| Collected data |
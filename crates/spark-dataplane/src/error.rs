//! # error 模块说明
//!
//! ## 角色定位（Why）
//! - 汇总数据面传输层的全部失败语义，并按处置方式划分为四个类别：
//!   容量耗尽（可恢复的背压）、拓扑/协议错误（快速失败）、缓冲容量错误（显式报告给工作单元）、
//!   传输介质错误（建连失败，不留下半可用的电路）；
//! - 每个变体都携带稳定错误码，供装配层决定中止整条流水线还是隔离出错的连接。
//!
//! ## 设计要求（What）
//! - 派生 `thiserror::Error`，上下文以结构化字段承载；
//! - `code()` 返回 `dataplane.*` 形式的稳定标识；资源池错误保留原始 `respool.*` 码；
//! - [`DataplaneError::is_recoverable`] 仅对 [`ErrorCategory::ResourceExhausted`] 返回 `true`。

use std::{collections::TryReserveError, io};

use spark_respool::PoolError;
use thiserror::Error;

use crate::{distribution::DistributionKind, memory::Medium, metadata::FlowControl};

/// 数据面统一返回别名。
pub type Result<T, E = DataplaneError> = core::result::Result<T, E>;

/// 数据面稳定错误码。
pub mod codes {
    pub const INVALID_ENDPOINT: &str = "dataplane.endpoint.invalid";
    pub const ENDPOINT_SIZE_MISMATCH: &str = "dataplane.endpoint.size_mismatch";
    pub const INVALID_DESCRIPTOR: &str = "dataplane.descriptor.invalid";
    pub const DESCRIPTOR_NOT_DEREFERENCEABLE: &str = "dataplane.descriptor.not_dereferenceable";
    pub const UNMAPPED_HANDLE: &str = "dataplane.memory.unmapped_handle";
    pub const MAPPING_OVERLAP: &str = "dataplane.memory.mapping_overlap";
    pub const INDEX_OUT_OF_RANGE: &str = "dataplane.index_out_of_range";
    pub const REGION_OUT_OF_BOUNDS: &str = "dataplane.memory.out_of_bounds";
    pub const MISALIGNED_ACCESS: &str = "dataplane.memory.misaligned";
    pub const REGION_ALLOCATION: &str = "dataplane.memory.allocation_failed";
    pub const PARTITION_NOT_APPLICABLE: &str = "dataplane.partition.not_applicable";
    pub const INVALID_PARTITION: &str = "dataplane.partition.invalid";
    pub const UNSUPPORTED_PATTERN: &str = "dataplane.template.unsupported_pattern";
    pub const INVALID_TOPOLOGY: &str = "dataplane.topology.invalid";
    pub const TEMPLATE_PERIOD_TOO_LARGE: &str = "dataplane.template.period_too_large";
    pub const FLOW_CONTROL_MISMATCH: &str = "dataplane.flow.mismatch";
    pub const OUT_OF_ORDER_TRANSFER: &str = "dataplane.transfer.out_of_order";
    pub const OUTPUT_NOT_SET: &str = "dataplane.transfer.output_not_set";
    pub const BUFFER_NOT_READY: &str = "dataplane.buffer.not_ready";
    pub const MESSAGE_TOO_LARGE: &str = "dataplane.buffer.message_too_large";
    pub const POLL_BUDGET_EXHAUSTED: &str = "dataplane.poll.budget_exhausted";
    pub const EXCHANGE_IO: &str = "dataplane.exchange.io";
    pub const EXCHANGE_FRAME: &str = "dataplane.exchange.frame";
    pub const EXCHANGE_REJECTED: &str = "dataplane.exchange.rejected";
    pub const CONFIG_PARSE: &str = "dataplane.config.parse";
    pub const CONFIG_RENDER: &str = "dataplane.config.render";
    pub const INVALID_CONFIG: &str = "dataplane.config.invalid";
}

/// 错误类别，决定调用方的处置策略。
#[derive(Clone, Copy, Debug, Eq, PartialEq, Hash)]
pub enum ErrorCategory {
    /// 资源暂时不足，可稍后重试或视为背压。
    ResourceExhausted,
    /// 编程、配置或协议错误，应快速失败并携带诊断信息。
    Topology,
    /// 消息超过目标缓冲容量，作为显式错误返回给工作单元，绝不截断。
    Capacity,
    /// 描述符交换或建连失败。
    Medium,
}

impl ErrorCategory {
    pub fn as_str(self) -> &'static str {
        match self {
            ErrorCategory::ResourceExhausted => "resource_exhausted",
            ErrorCategory::Topology => "topology",
            ErrorCategory::Capacity => "capacity",
            ErrorCategory::Medium => "medium",
        }
    }
}

/// 数据面错误域。
///
/// # 教案式说明
/// - **意图 (Why)**：把容量、拓扑、介质三类截然不同的失败放进同一个枚举，
///   让 `?` 能够跨模块传播，同时保留足以定位问题的上下文；
/// - **契约 (What)**：任何返回错误的操作都不会留下“部分生效”的状态，
///   例如传输在确认全部目标可写之前不会拷贝任何字节；
/// - **执行逻辑 (How)**：[`DataplaneError::category`] 按变体映射类别，
///   [`DataplaneError::code`] 给出稳定码，资源池错误通过 `From` 原样包裹。
#[derive(Debug, Error)]
pub enum DataplaneError {
    /// 资源池操作失败（分配耗尽、重复释放等）。
    #[error(transparent)]
    Pool(#[from] PoolError),

    #[error("endpoint `{endpoint}` is invalid: {reason}")]
    InvalidEndpoint {
        endpoint: String,
        reason: &'static str,
    },

    /// 同一端点地址以不同大小再次声明。
    #[error("endpoint address `{address}` already attached with {existing} bytes, requested {requested}")]
    EndpointSizeMismatch {
        address: String,
        existing: u64,
        requested: u64,
    },

    #[error("descriptor rejected: {reason}")]
    InvalidDescriptor { reason: &'static str },

    /// 试图直接解引用非共享地址空间介质上的句柄。
    #[error("handle carried over {medium:?} is not directly dereferenceable; remap it first")]
    DescriptorNotDereferenceable { medium: Medium },

    #[error("remote handle {handle:#x} over {medium:?} has no mapping window")]
    UnmappedHandle { handle: u64, medium: Medium },

    #[error("mapping window at {remote_base:#x} over {medium:?} overlaps an existing window")]
    MappingOverlap { medium: Medium, remote_base: u64 },

    #[error("{what} index {index} is out of range (count {count})")]
    IndexOutOfRange {
        what: &'static str,
        index: u64,
        count: u64,
    },

    #[error("access [{addr:#x}, +{len}) falls outside region [{base:#x}, +{region_len})")]
    RegionOutOfBounds {
        addr: u64,
        len: u64,
        base: u64,
        region_len: u64,
    },

    #[error("flag access at {addr:#x} is not word aligned")]
    MisalignedAccess { addr: u64 },

    /// 端点窗口的底层存储无法分配。
    #[error("memory window of {len} bytes could not be allocated")]
    RegionAllocation {
        len: u64,
        #[source]
        source: TryReserveError,
    },

    /// 不可分割分区（整消息分发）上请求偏移计算。
    #[error("offset calculation is not applicable to the {partition} partition")]
    PartitionNotApplicable { partition: &'static str },

    #[error("partition parameters are invalid: {reason}")]
    InvalidPartition { reason: &'static str },

    #[error("{distribution:?} distribution does not support the {partition} partition")]
    UnsupportedPattern {
        distribution: DistributionKind,
        partition: &'static str,
    },

    #[error("invalid topology: {reason}")]
    InvalidTopology { reason: String },

    #[error("transfer template period {period} exceeds the configured maximum {max}")]
    TemplatePeriodTooLarge { period: u64, max: u64 },

    #[error("operation requires {expected:?} flow control but the connection uses {actual:?}")]
    FlowControlMismatch {
        expected: FlowControl,
        actual: FlowControl,
    },

    /// 生产者按错误的轮次提交缓冲。
    #[error(
        "out-of-order transfer: expected rank {expected_rank} buffer {expected_buffer}, got rank {rank} buffer {buffer}"
    )]
    OutOfOrderTransfer {
        expected_rank: u32,
        expected_buffer: u32,
        rank: u32,
        buffer: u32,
    },

    #[error("output port rank {rank} has no pending output descriptor")]
    OutputNotSet { rank: u32 },

    #[error("buffer {buffer} of port-set {port_set} rank {rank} holds no data")]
    BufferNotReady { port_set: u32, rank: u32, buffer: u32 },

    /// 消息长度超过目标缓冲容量。
    #[error("message of {length} bytes does not fit a buffer of {capacity} bytes")]
    MessageTooLarge { length: u64, capacity: u64 },

    #[error("no data observed after {attempts} poll attempts")]
    PollBudgetExhausted { attempts: u32 },

    #[error("descriptor exchange failed while {stage}")]
    Exchange {
        stage: &'static str,
        #[source]
        source: io::Error,
    },

    #[error("descriptor exchange frame declares {length} bytes")]
    ExchangeFrame { length: u32 },

    #[error("peer sent an unusable descriptor")]
    ExchangeRejected {
        #[source]
        source: Box<DataplaneError>,
    },

    #[error("configuration could not be parsed")]
    ConfigParse {
        #[source]
        source: toml::de::Error,
    },

    #[error("configuration could not be rendered as TOML")]
    ConfigRender {
        #[source]
        source: toml::ser::Error,
    },

    #[error("configuration field `{field}` is invalid: {reason}")]
    InvalidConfig {
        field: &'static str,
        reason: &'static str,
    },
}

impl DataplaneError {
    pub(crate) fn topology(reason: impl Into<String>) -> Self {
        DataplaneError::InvalidTopology {
            reason: reason.into(),
        }
    }

    pub(crate) fn index(what: &'static str, index: impl Into<u64>, count: impl Into<u64>) -> Self {
        DataplaneError::IndexOutOfRange {
            what,
            index: index.into(),
            count: count.into(),
        }
    }

    /// 返回稳定错误码。
    pub fn code(&self) -> &'static str {
        match self {
            DataplaneError::Pool(err) => err.code(),
            DataplaneError::InvalidEndpoint { .. } => codes::INVALID_ENDPOINT,
            DataplaneError::EndpointSizeMismatch { .. } => codes::ENDPOINT_SIZE_MISMATCH,
            DataplaneError::InvalidDescriptor { .. } => codes::INVALID_DESCRIPTOR,
            DataplaneError::DescriptorNotDereferenceable { .. } => {
                codes::DESCRIPTOR_NOT_DEREFERENCEABLE
            }
            DataplaneError::UnmappedHandle { .. } => codes::UNMAPPED_HANDLE,
            DataplaneError::MappingOverlap { .. } => codes::MAPPING_OVERLAP,
            DataplaneError::IndexOutOfRange { .. } => codes::INDEX_OUT_OF_RANGE,
            DataplaneError::RegionOutOfBounds { .. } => codes::REGION_OUT_OF_BOUNDS,
            DataplaneError::MisalignedAccess { .. } => codes::MISALIGNED_ACCESS,
            DataplaneError::RegionAllocation { .. } => codes::REGION_ALLOCATION,
            DataplaneError::PartitionNotApplicable { .. } => codes::PARTITION_NOT_APPLICABLE,
            DataplaneError::InvalidPartition { .. } => codes::INVALID_PARTITION,
            DataplaneError::UnsupportedPattern { .. } => codes::UNSUPPORTED_PATTERN,
            DataplaneError::InvalidTopology { .. } => codes::INVALID_TOPOLOGY,
            DataplaneError::TemplatePeriodTooLarge { .. } => codes::TEMPLATE_PERIOD_TOO_LARGE,
            DataplaneError::FlowControlMismatch { .. } => codes::FLOW_CONTROL_MISMATCH,
            DataplaneError::OutOfOrderTransfer { .. } => codes::OUT_OF_ORDER_TRANSFER,
            DataplaneError::OutputNotSet { .. } => codes::OUTPUT_NOT_SET,
            DataplaneError::BufferNotReady { .. } => codes::BUFFER_NOT_READY,
            DataplaneError::MessageTooLarge { .. } => codes::MESSAGE_TOO_LARGE,
            DataplaneError::PollBudgetExhausted { .. } => codes::POLL_BUDGET_EXHAUSTED,
            DataplaneError::Exchange { .. } => codes::EXCHANGE_IO,
            DataplaneError::ExchangeFrame { .. } => codes::EXCHANGE_FRAME,
            DataplaneError::ExchangeRejected { .. } => codes::EXCHANGE_REJECTED,
            DataplaneError::ConfigParse { .. } => codes::CONFIG_PARSE,
            DataplaneError::ConfigRender { .. } => codes::CONFIG_RENDER,
            DataplaneError::InvalidConfig { .. } => codes::INVALID_CONFIG,
        }
    }

    /// 返回错误类别。
    pub fn category(&self) -> ErrorCategory {
        match self {
            DataplaneError::Pool(err) if err.is_recoverable() => ErrorCategory::ResourceExhausted,
            DataplaneError::PollBudgetExhausted { .. }
            | DataplaneError::RegionAllocation { .. } => ErrorCategory::ResourceExhausted,
            DataplaneError::MessageTooLarge { .. } => ErrorCategory::Capacity,
            DataplaneError::Exchange { .. }
            | DataplaneError::ExchangeFrame { .. }
            | DataplaneError::ExchangeRejected { .. } => ErrorCategory::Medium,
            _ => ErrorCategory::Topology,
        }
    }

    /// 是否可由调用方本地恢复。
    pub fn is_recoverable(&self) -> bool {
        self.category() == ErrorCategory::ResourceExhausted
    }
}

#[cfg(test)]
mod tests {
    use super::*;

    #[test]
    fn pool_errors_keep_their_code_and_category() {
        let exhausted: DataplaneError = PoolError::Exhausted {
            requested: 64,
            alignment: 16,
            largest_free: 0,
        }
        .into();
        assert_eq!(exhausted.code(), spark_respool::codes::EXHAUSTED);
        assert!(exhausted.is_recoverable());

        let double_free: DataplaneError = PoolError::UnknownAddress { addr: 8 }.into();
        assert_eq!(double_free.category(), ErrorCategory::Topology);
    }

    #[test]
    fn config_render_keeps_serializer_error_as_source() {
        use std::error::Error as _;

        // 顶层非表的值无法写成 TOML 文档。
        let source = toml::to_string(&1u32).expect_err("bare integer");
        let err = DataplaneError::ConfigRender { source };
        assert_eq!(err.code(), codes::CONFIG_RENDER);
        assert_eq!(err.category(), ErrorCategory::Topology);
        assert!(err.source().is_some());
    }

    #[test]
    fn exchange_failures_are_medium_errors() {
        let err = DataplaneError::Exchange {
            stage: "reading frame length",
            source: io::Error::from(io::ErrorKind::UnexpectedEof),
        };
        assert_eq!(err.category(), ErrorCategory::Medium);
        assert_eq!(err.category().as_str(), "medium");
        assert!(!err.is_recoverable());
    }
}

| Your objective |
Beginning with the first line of the entries, repeat each line exactly until you have reproduced the one containing "use thiserror::Error;", and add nothing further.

| The completed task |
filename crates/spark-dataplane/src/error.rs
//! # error 模块说明
//!
//! ## 角色定位（Why）
//! - 汇总数据面传输层的全部失败语义，并按处置方式划分为四个类别：
//!   容量耗尽（可恢复的背压）、拓扑/协议错误（快速失败）、缓冲容量错误（显式报告给工作单元）、
//!   传输介质错误（建连失败，不留下半可用的电路）；
//! - 每个变体都携带稳定错误码，供装配层决定中止整条流水线还是隔离出错的连接。
//!
//! ## 设计要求（What）
//! - 派生 `thiserror::Error`，上下文以结构化字段承载；
//! - `code()` 返回 `dataplane.*` 形式的稳定标识；资源池错误保留原始 `respool.*` 码；
//! - [`DataplaneError::is_recoverable`] 仅对 [`ErrorCategory::ResourceExhausted`] 返回 `true`。

use std::{collections::TryReserveError, io};

use spark_respool::PoolError;
use thiserror::Error;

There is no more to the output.